EXERCISE
A single number is needed: how many lines of the data below contain "async".

======== THE DATA ========

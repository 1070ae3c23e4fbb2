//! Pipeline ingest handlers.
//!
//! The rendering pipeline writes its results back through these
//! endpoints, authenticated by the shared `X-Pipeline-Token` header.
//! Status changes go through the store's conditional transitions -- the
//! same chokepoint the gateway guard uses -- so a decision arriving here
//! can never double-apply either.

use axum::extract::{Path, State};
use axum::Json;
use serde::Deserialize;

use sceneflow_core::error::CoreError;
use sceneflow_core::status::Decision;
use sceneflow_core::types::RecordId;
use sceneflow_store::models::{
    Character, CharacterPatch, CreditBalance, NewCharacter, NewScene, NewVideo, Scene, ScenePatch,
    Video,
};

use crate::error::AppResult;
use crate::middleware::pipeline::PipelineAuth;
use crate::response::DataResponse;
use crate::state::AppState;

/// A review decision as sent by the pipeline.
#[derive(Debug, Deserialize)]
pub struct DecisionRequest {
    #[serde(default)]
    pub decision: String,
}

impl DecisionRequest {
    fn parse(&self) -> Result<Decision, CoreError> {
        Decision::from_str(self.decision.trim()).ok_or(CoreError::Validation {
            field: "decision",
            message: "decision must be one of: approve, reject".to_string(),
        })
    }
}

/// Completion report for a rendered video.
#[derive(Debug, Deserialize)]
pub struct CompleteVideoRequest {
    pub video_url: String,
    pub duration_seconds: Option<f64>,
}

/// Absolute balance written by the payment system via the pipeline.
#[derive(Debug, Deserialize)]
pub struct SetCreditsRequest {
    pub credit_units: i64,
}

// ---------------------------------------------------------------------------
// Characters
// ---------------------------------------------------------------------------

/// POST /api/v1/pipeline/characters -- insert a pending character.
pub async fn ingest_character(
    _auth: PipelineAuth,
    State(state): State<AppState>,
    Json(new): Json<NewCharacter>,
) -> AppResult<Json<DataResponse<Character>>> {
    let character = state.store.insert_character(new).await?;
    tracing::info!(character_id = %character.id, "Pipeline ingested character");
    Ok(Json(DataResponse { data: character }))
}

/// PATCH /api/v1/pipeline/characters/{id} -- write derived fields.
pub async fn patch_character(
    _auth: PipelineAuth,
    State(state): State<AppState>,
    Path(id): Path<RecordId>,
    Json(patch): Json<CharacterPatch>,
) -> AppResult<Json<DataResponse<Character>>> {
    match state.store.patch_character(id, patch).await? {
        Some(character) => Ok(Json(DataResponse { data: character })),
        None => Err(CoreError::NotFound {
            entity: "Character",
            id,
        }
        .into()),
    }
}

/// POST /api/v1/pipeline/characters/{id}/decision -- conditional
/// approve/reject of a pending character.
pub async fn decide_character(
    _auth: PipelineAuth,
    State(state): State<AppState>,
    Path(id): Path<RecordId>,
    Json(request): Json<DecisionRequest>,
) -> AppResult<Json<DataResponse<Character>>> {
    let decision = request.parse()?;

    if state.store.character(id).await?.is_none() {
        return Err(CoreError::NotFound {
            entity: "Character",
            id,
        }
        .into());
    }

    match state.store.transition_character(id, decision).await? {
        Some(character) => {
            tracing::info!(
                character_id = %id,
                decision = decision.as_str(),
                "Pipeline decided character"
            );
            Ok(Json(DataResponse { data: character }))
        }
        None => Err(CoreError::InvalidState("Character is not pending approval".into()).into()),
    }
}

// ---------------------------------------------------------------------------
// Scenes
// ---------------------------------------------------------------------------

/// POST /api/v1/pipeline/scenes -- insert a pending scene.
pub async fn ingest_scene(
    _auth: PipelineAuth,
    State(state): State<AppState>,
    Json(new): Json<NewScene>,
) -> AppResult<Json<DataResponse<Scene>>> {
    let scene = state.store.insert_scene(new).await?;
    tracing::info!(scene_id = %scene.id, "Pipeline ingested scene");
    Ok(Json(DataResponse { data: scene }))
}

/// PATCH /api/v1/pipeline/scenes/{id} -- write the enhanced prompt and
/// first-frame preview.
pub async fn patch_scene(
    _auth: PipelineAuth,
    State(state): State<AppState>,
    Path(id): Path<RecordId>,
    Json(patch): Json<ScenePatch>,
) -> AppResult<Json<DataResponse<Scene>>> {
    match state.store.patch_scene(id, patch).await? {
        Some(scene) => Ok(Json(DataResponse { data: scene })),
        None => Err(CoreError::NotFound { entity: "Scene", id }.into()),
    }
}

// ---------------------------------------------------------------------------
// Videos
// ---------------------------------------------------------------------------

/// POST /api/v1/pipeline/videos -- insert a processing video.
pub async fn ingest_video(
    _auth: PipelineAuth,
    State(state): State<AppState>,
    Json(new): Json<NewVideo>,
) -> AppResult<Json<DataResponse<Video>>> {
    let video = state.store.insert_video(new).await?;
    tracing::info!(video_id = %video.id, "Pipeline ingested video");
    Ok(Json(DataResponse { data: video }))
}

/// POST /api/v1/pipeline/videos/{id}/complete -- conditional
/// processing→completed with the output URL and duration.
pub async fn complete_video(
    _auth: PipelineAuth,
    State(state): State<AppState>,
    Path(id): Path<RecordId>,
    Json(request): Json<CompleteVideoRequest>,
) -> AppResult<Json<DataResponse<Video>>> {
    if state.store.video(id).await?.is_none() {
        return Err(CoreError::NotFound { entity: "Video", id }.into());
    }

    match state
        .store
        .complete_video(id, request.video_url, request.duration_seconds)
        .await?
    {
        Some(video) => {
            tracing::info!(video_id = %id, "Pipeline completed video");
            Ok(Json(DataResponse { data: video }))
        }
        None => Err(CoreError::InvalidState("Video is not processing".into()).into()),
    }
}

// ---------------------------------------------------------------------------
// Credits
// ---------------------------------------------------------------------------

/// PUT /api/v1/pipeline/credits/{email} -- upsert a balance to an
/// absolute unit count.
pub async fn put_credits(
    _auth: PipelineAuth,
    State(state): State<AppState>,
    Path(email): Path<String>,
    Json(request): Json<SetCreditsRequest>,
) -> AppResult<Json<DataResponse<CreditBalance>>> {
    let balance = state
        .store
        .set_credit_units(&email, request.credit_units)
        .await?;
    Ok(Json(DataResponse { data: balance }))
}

========

ANSWER
8